Connaissant cette “vulnérabilité”, cette “fragilité”, on peut se demander pourquoi tant de monde (à gauche surtout) continuait à avoir en DSK la personnalité idéale pour diriger la France ? Il me semble que ce seul comportement suffit à le discréditer, à faire de lui une personne incapable d’exercer une responsabilité si grande. Les éventuels ennemis de la France auraient pu facilement tirer partie de cette faiblesse en lui envoyant, lors de déplacements à l’étranger notamment, une Mata-Hari à laquelle il aurait succombé avec facilité. Avec toutes les conséquences qui pourraient en découler.

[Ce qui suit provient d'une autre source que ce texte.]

//! Transaction service
//!
//! CRUD for transactions. New transactions get their merchant pattern and,
//! unless a category is given, a categorization attempt.

use chrono::{NaiveDate, Utc};
use tracing::debug;

use crate::categorize::{extract_merchant_pattern, Categorizer};
use crate::error::{SpendwiseError, SpendwiseResult};
use crate::models::{
    category_names_match, AccountId, Categorization, Money, Transaction, TransactionId,
};
use crate::storage::Storage;

/// Service for transaction management
pub struct TransactionService<'a> {
    storage: &'a Storage,
}

/// Options for filtering transactions
#[derive(Debug, Clone, Default)]
pub struct TransactionFilter {
    pub account_id: Option<AccountId>,
    /// Category label (normalized, case-insensitive)
    pub category: Option<String>,
    pub start_date: Option<NaiveDate>,
    pub end_date: Option<NaiveDate>,
    /// Only transactions without a real category
    pub uncategorized: bool,
    /// Substring of the description (case-insensitive)
    pub search: Option<String>,
    pub limit: Option<usize>,
}

impl TransactionFilter {
    pub fn new() -> Self {
        Self::default()
    }

    pub fn account(mut self, account_id: AccountId) -> Self {
        self.account_id = Some(account_id);
        self
    }

    pub fn category(mut self, category: impl Into<String>) -> Self {
        self.category = Some(category.into());
        self
    }

    pub fn date_range(mut self, start: NaiveDate, end: NaiveDate) -> Self {
        self.start_date = Some(start);
        self.end_date = Some(end);
        self
    }

    pub fn uncategorized(mut self) -> Self {
        self.uncategorized = true;
        self
    }

    pub fn limit(mut self, limit: usize) -> Self {
        self.limit = Some(limit);
        self
    }

    fn matches(&self, txn: &Transaction) -> bool {
        if let Some(start) = self.start_date {
            if txn.date < start {
                return false;
            }
        }
        if let Some(end) = self.end_date {
            if txn.date > end {
                return false;
            }
        }
        if let Some(category) = &self.category {
            if !category_names_match(txn.category_label(), category) {
                return false;
            }
        }
        if self.uncategorized && txn.is_categorized() {
            return false;
        }
        if let Some(needle) = &self.search {
            if !txn
                .description
                .to_lowercase()
                .contains(&needle.to_lowercase())
            {
                return false;
            }
        }
        true
    }
}

/// Input for creating a new transaction
#[derive(Debug, Clone)]
pub struct CreateTransactionInput {
    pub account_id: Option<AccountId>,
    pub date: NaiveDate,
    pub description: String,
    pub amount: Money,
    pub currency: String,
    /// Category label set by hand; categorized automatically when absent
    pub category: Option<String>,
    pub notes: Option<String>,
}

impl<'a> TransactionService<'a> {
    pub fn new(storage: &'a Storage) -> Self {
        Self { storage }
    }

    /// Create a transaction
    ///
    /// `categorizer` is consulted when no category is given.
    pub fn create(
        &self,
        input: CreateTransactionInput,
        categorizer: Option<&Categorizer>,
    ) -> SpendwiseResult<Transaction> {
        if let Some(account_id) = input.account_id {
            let account = self
                .storage
                .accounts
                .get(account_id)?
                .ok_or_else(|| SpendwiseError::account_not_found(account_id.to_string()))?;
            if account.archived {
                return Err(SpendwiseError::Validation(
                    "Cannot add transactions to an archived account".into(),
                ));
            }
        }

        if input.description.trim().is_empty() {
            return Err(SpendwiseError::Validation(
                "Transaction description cannot be empty".into(),
            ));
        }

        let mut txn = Transaction::new(input.date, input.description, input.amount, input.currency);
        txn.account_id = input.account_id;
        txn.merchant = extract_merchant_pattern(&txn.description);
        if let Some(notes) = input.notes {
            txn.notes = notes;
        }

        match input.category {
            Some(label) => {
                let category = self
                    .storage
                    .categories
                    .get_category_by_name(&label)?
                    .ok_or_else(|| SpendwiseError::category_not_found(label.clone()))?;
                txn.set_category(category.name, Categorization::manual());
            }
            None => {
                if let Some(categorizer) = categorizer {
                    let history = self.storage.merchants.get_all()?;
                    let result = categorizer.categorize(&txn.description, &history);
                    if result.is_categorized() {
                        txn.set_category(result.category.clone(), result.categorization());
                    }
                }
            }
        }

        txn.import_id = Some(txn.generate_import_id());
        txn.validate()
            .map_err(|e| SpendwiseError::Validation(e.to_string()))?;

        self.storage.transactions.upsert(txn.clone())?;
        self.storage.transactions.save()?;
        debug!(id = %txn.id, category = txn.category_label(), "created transaction");

        Ok(txn)
    }

    pub fn get(&self, id: TransactionId) -> SpendwiseResult<Option<Transaction>> {
        self.storage.transactions.get(id)
    }

    /// Find a transaction by full or short ID
    pub fn find(&self, identifier: &str) -> SpendwiseResult<Option<Transaction>> {
        if let Ok(id) = identifier.parse::<TransactionId>() {
            if let Some(txn) = self.storage.transactions.get(id)? {
                return Ok(Some(txn));
            }
        }

        let mut matches = self
            .storage
            .transactions
            .get_all()?
            .into_iter()
            .filter(|t| t.id.matches(identifier));
        match (matches.next(), matches.next()) {
            (Some(txn), None) => Ok(Some(txn)),
            (Some(_), Some(_)) => Err(SpendwiseError::Validation(format!(
                "'{}' matches more than one transaction; use more characters",
                identifier
            ))),
            _ => Ok(None),
        }
    }

    /// Find a transaction or fail with a not-found error
    pub fn require(&self, identifier: &str) -> SpendwiseResult<Transaction> {
        self.find(identifier)?
            .ok_or_else(|| SpendwiseError::transaction_not_found(identifier))
    }

    /// Transactions matching a filter, newest first
    pub fn list(&self, filter: &TransactionFilter) -> SpendwiseResult<Vec<Transaction>> {
        let mut transactions = match filter.account_id {
            Some(account_id) => self.storage.transactions.get_by_account(account_id)?,
            None => self.storage.transactions.get_all()?,
        };
        transactions.retain(|t| filter.matches(t));

        if let Some(limit) = filter.limit {
            transactions.truncate(limit);
        }
        Ok(transactions)
    }

    /// Update the editable fields of a transaction
    pub fn update(
        &self,
        id: TransactionId,
        date: Option<NaiveDate>,
        description: Option<String>,
        amount: Option<Money>,
        notes: Option<String>,
    ) -> SpendwiseResult<Transaction> {
        let mut txn = self
            .storage
            .transactions
            .get(id)?
            .ok_or_else(|| SpendwiseError::transaction_not_found(id.to_string()))?;

        if let Some(date) = date {
            txn.date = date;
        }
        if let Some(description) = description {
            let description = description.trim().to_string();
            if description.is_empty() {
                return Err(SpendwiseError::Validation(
                    "Transaction description cannot be empty".into(),
                ));
            }
            txn.merchant = extract_merchant_pattern(&description);
            txn.description = description;
        }
        if let Some(amount) = amount {
            txn.amount = amount;
        }
        if let Some(notes) = notes {
            txn.notes = notes;
        }
        txn.updated_at = Utc::now();

        txn.validate()
            .map_err(|e| SpendwiseError::Validation(e.to_string()))?;

        self.storage.transactions.upsert(txn.clone())?;
        self.storage.transactions.save()?;
        Ok(txn)
    }

    /// Remove the category from a transaction
    pub fn clear_category(&self, id: TransactionId) -> SpendwiseResult<Transaction> {
        let mut txn = self
            .storage
            .transactions
            .get(id)?
            .ok_or_else(|| SpendwiseError::transaction_not_found(id.to_string()))?;
        txn.clear_category();
        self.storage.transactions.upsert(txn.clone())?;
        self.storage.transactions.save()?;
        Ok(txn)
    }

    pub fn delete(&self, id: TransactionId) -> SpendwiseResult<Transaction> {
        let txn = self
            .storage
            .transactions
            .get(id)?
            .ok_or_else(|| SpendwiseError::transaction_not_found(id.to_string()))?;

        self.storage.transactions.delete(id)?;
        self.storage.transactions.save()?;
        Ok(txn)
    }

    pub fn count(&self) -> SpendwiseResult<usize> {
        self.storage.transactions.count()
    }
}

#[cfg(test)]
mod tests {
    use super::*;
    use crate::config::SpendwisePaths;
    use crate::models::{Account, AccountType, CategorizationSource};
    use crate::storage::initialize_storage;
    use tempfile::TempDir;

    fn create_test_storage() -> (TempDir, Storage) {
        let temp_dir = TempDir::new().unwrap();
        let paths = SpendwisePaths::with_base_dir(temp_dir.path().to_path_buf());
        initialize_storage(&paths).unwrap();
        let mut storage = Storage::new(paths).unwrap();
        storage.load_all().unwrap();
        (temp_dir, storage)
    }

    fn input(day: u32, description: &str, cents: i64) -> CreateTransactionInput {
        CreateTransactionInput {
            account_id: None,
            date: NaiveDate::from_ymd_opt(2025, 1, day).unwrap(),
            description: description.into(),
            amount: Money::from_cents(cents),
            currency: "USD".into(),
            category: None,
            notes: None,
        }
    }

    #[test]
    fn test_create_autocategorizes() {
        let (_temp_dir, storage) = create_test_storage();
        let service = TransactionService::new(&storage);

        let txn = service
            .create(input(15, "SHELL OIL 57444", -4000), Some(&Categorizer::builtin()))
            .unwrap();
        assert_eq!(txn.category.as_deref(), Some("Fuel"));
        assert_eq!(txn.merchant, "SHELL OIL");
        assert_eq!(txn.categorization.unwrap().source, CategorizationSource::Rule);
        assert_eq!(service.count().unwrap(), 1);
    }

    #[test]
    fn test_create_with_manual_category() {
        let (_temp_dir, storage) = create_test_storage();
        let service = TransactionService::new(&storage);

        let mut with_category = input(15, "SHELL OIL", -4000);
        with_category.category = Some("travel".into());
        let txn = service.create(with_category, Some(&Categorizer::builtin())).unwrap();
        assert_eq!(txn.category.as_deref(), Some("Travel"));
        assert_eq!(txn.categorization.unwrap().source, CategorizationSource::Manual);

        let mut unknown = input(15, "SHELL OIL", -4000);
        unknown.category = Some("Nope".into());
        assert!(service.create(unknown, None).unwrap_err().is_not_found());
    }

    #[test]
    fn test_create_validation() {
        let (_temp_dir, storage) = create_test_storage();
        let service = TransactionService::new(&storage);

        assert!(service.create(input(1, "  ", -100), None).unwrap_err().is_validation());

        let mut bad_currency = input(1, "x", -100);
        bad_currency.currency = "DOLLAR".into();
        assert!(service.create(bad_currency, None).unwrap_err().is_validation());

        let mut archived = Account::new("Old", AccountType::Checking, "USD");
        archived.archive();
        let account_id = archived.id;
        storage.accounts.upsert(archived).unwrap();
        let mut on_archived = input(1, "x", -100);
        on_archived.account_id = Some(account_id);
        assert!(service.create(on_archived, None).unwrap_err().is_validation());
    }

    #[test]
    fn test_list_filters() {
        let (_temp_dir, storage) = create_test_storage();
        let service = TransactionService::new(&storage);
        let categorizer = Categorizer::builtin();
        service.create(input(1, "NETFLIX.COM", -1599), Some(&categorizer)).unwrap();
        service.create(input(5, "WHOLE FOODS", -8000), Some(&categorizer)).unwrap();
        service.create(input(9, "ZQXJ HOLDINGS", -100), Some(&categorizer)).unwrap();

        let all = service.list(&TransactionFilter::new()).unwrap();
        assert_eq!(all.len(), 3);
        assert_eq!(all[0].description, "ZQXJ HOLDINGS");

        let groceries = service.list(&TransactionFilter::new().category("groceries")).unwrap();
        assert_eq!(groceries.len(), 1);

        let uncategorized = service.list(&TransactionFilter::new().uncategorized()).unwrap();
        assert_eq!(uncategorized.len(), 1);

        let start = NaiveDate::from_ymd_opt(2025, 1, 2).unwrap();
        let end = NaiveDate::from_ymd_opt(2025, 1, 8).unwrap();
        let ranged = service.list(&TransactionFilter::new().date_range(start, end)).unwrap();
        assert_eq!(ranged.len(), 1);

        let limited = service.list(&TransactionFilter::new().limit(2)).unwrap();
        assert_eq!(limited.len(), 2);
    }

    #[test]
    fn test_find_update_delete() {
        let (_temp_dir, storage) = create_test_storage();
        let service = TransactionService::new(&storage);
        let txn = service.create(input(1, "Coffee", -450), None).unwrap();

        let found = service.require(&txn.id.to_string()).unwrap();
        assert_eq!(found.id, txn.id);

        let updated = service
            .update(txn.id, None, Some("SQ BLUE BOTTLE".into()), Some(Money::from_cents(-500)), None)
            .unwrap();
        assert_eq!(updated.merchant, "BLUE BOTTLE");
        assert_eq!(updated.amount.cents(), -500);

        service.delete(txn.id).unwrap();
        assert!(service.get(txn.id).unwrap().is_none());
        assert!(service.delete(txn.id).unwrap_err().is_not_found());
    }
}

Pourquoi donc avoir tu cette information que tout le microcosme politique et médiatique français visiblement connaissait ? Les médias disent que c’est par respect de la vie privée, par crainte de tomber sous le coup de la loi. Fausse pudeur qui me parait déplacée. Premièrement car il ne s’agissait pas de rumeurs mais de faits avérés. Secondement par non respect de la vie des français qui se doivent de mieux connaître les personnalités qui aspirent à des postes de responsabilité élevés. Non, en fait tout ce petit monde médiatique et politique, se cottoie, s’invite, se saute et ne veut surtout pas cracher dans la soupe. Au risque de perdre son indépendance voire son âme. Il n’y a d’ailleurs qu’à regarder combien de politiques sont mariés avec des journalistes ; c’est édifiant de la collusion entre ces 2 mondes.

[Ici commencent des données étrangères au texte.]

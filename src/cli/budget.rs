//! Budget CLI commands
//!
//! Implements CLI commands for per-category spending limits.

use clap::Subcommand;

use super::{parse_date_arg, parse_money_arg, start_of_month, today};
use crate::config::Settings;
use crate::display::budget::format_budget_list;
use crate::error::{SpendwiseError, SpendwiseResult};
use crate::models::BudgetPeriod;
use crate::reports::BudgetReport;
use crate::services::{BudgetService, CreateBudgetInput};
use crate::storage::Storage;

/// Budget subcommands
#[derive(Subcommand)]
pub enum BudgetCommands {
    /// Set a spending limit for a category
    Create {
        /// Category name
        category: String,
        /// Limit per period (e.g., "400.00")
        amount: String,
        /// Period (weekly, monthly, yearly)
        #[arg(short, long, default_value = "monthly")]
        period: String,
        /// Currency code (defaults to the base currency)
        #[arg(short, long)]
        currency: Option<String>,
        /// First day the budget applies (YYYY-MM-DD, default start of this month)
        #[arg(short, long)]
        start: Option<String>,
    },
    /// List budgets with their current spending
    List,
    /// Show utilisation of every budget
    Status {
        /// Evaluate as of this date (YYYY-MM-DD, default today)
        #[arg(long)]
        date: Option<String>,
    },
    /// Change a budget's limit
    Set {
        /// Budget category or ID
        budget: String,
        /// New limit
        amount: String,
    },
    /// Delete a budget
    Delete {
        /// Budget category or ID
        budget: String,
    },
}

/// Handle a budget command
pub fn handle_budget_command(
    storage: &Storage,
    settings: &Settings,
    cmd: BudgetCommands,
) -> SpendwiseResult<()> {
    let service = BudgetService::new(storage, settings);

    match cmd {
        BudgetCommands::Create {
            category,
            amount,
            period,
            currency,
            start,
        } => {
            let period = BudgetPeriod::parse(&period).ok_or_else(|| {
                SpendwiseError::Validation(format!(
                    "Invalid period: '{}'. Valid periods: weekly, monthly, yearly",
                    period
                ))
            })?;
            let start_date = match start {
                Some(s) => parse_date_arg(&s)?,
                None => start_of_month(today()),
            };

            let budget = service.create(CreateBudgetInput {
                category,
                amount: parse_money_arg(&amount)?,
                currency: currency.unwrap_or_else(|| settings.base_currency.clone()),
                period,
                start_date,
            })?;
            println!(
                "Created {} budget for '{}': {}",
                budget.period.to_string().to_lowercase(),
                budget.category,
                budget.amount.format_with_code(&budget.currency)
            );
        }

        BudgetCommands::List => {
            let budgets = service.list()?;
            let statuses = service.status_all(today())?;
            println!("{}", format_budget_list(&budgets, &statuses));
        }

        BudgetCommands::Status { date } => {
            let as_of = match date {
                Some(d) => parse_date_arg(&d)?,
                None => today(),
            };
            println!("{}", BudgetReport::generate(storage, settings, as_of)?.format_terminal());
        }

        BudgetCommands::Set { budget, amount } => {
            let found = service.require(&budget)?;
            let updated = service.set_amount(found.id, parse_money_arg(&amount)?)?;
            println!(
                "Budget for '{}' is now {}",
                updated.category,
                updated.amount.format_with_code(&updated.currency)
            );
        }

        BudgetCommands::Delete { budget } => {
            let found = service.require(&budget)?;
            let deleted = service.delete(found.id)?;
            println!("Deleted budget for '{}'", deleted.category);
        }
    }

    Ok(())
}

Que la gauche soit silencieuse sur le sujet, je le comprends sans l’admettre ou l’excuser. Tous les responsables du PS ont tellement envie de retrouver le pouvoir et les avantages qui lui sont associés qu’ils sont prêts à cautionner n’importe qui pourvu que celui-ci puisse les aider à atteindre le Graal. Cela a été le cas avec Mitterand, cela aurait pu l’être avec Strauss-Khan. Comme la majorité des politiques français, ils font passer leur intérêt avant celui de la France (mais c’est pas nouveau).
Du point de vue de la droite, je m’interroge. Soit tactiquement elle attendait que DSK ait pris le départ de la course à l’Elysée pour commencer à distiller ses informations, affaiblisant un PS qui n’aurait plus pu présenter un autre candidat (et alors c’est quand même un peu machiavélique et pas vraiment synonyme d’un sentiment de confiance), soit elle ne pouvait que se taire de crainte de susciter un retour de manivelle concernant certains de ses responsables dont éventuellement le premier (et là c’est vraiment la chienlit partout).
Cette affaire me laisse avec un goût amer sur les lèvres, je me dis que beaucoup de nos politiques ont, disons, des faiblesses et que personne, à part le FN (cf. là), n’ose le dire de peur de déclencher une réaction en chaîne. Et après, on s’étonnera que les français ne fassent pas confiance aux politiques.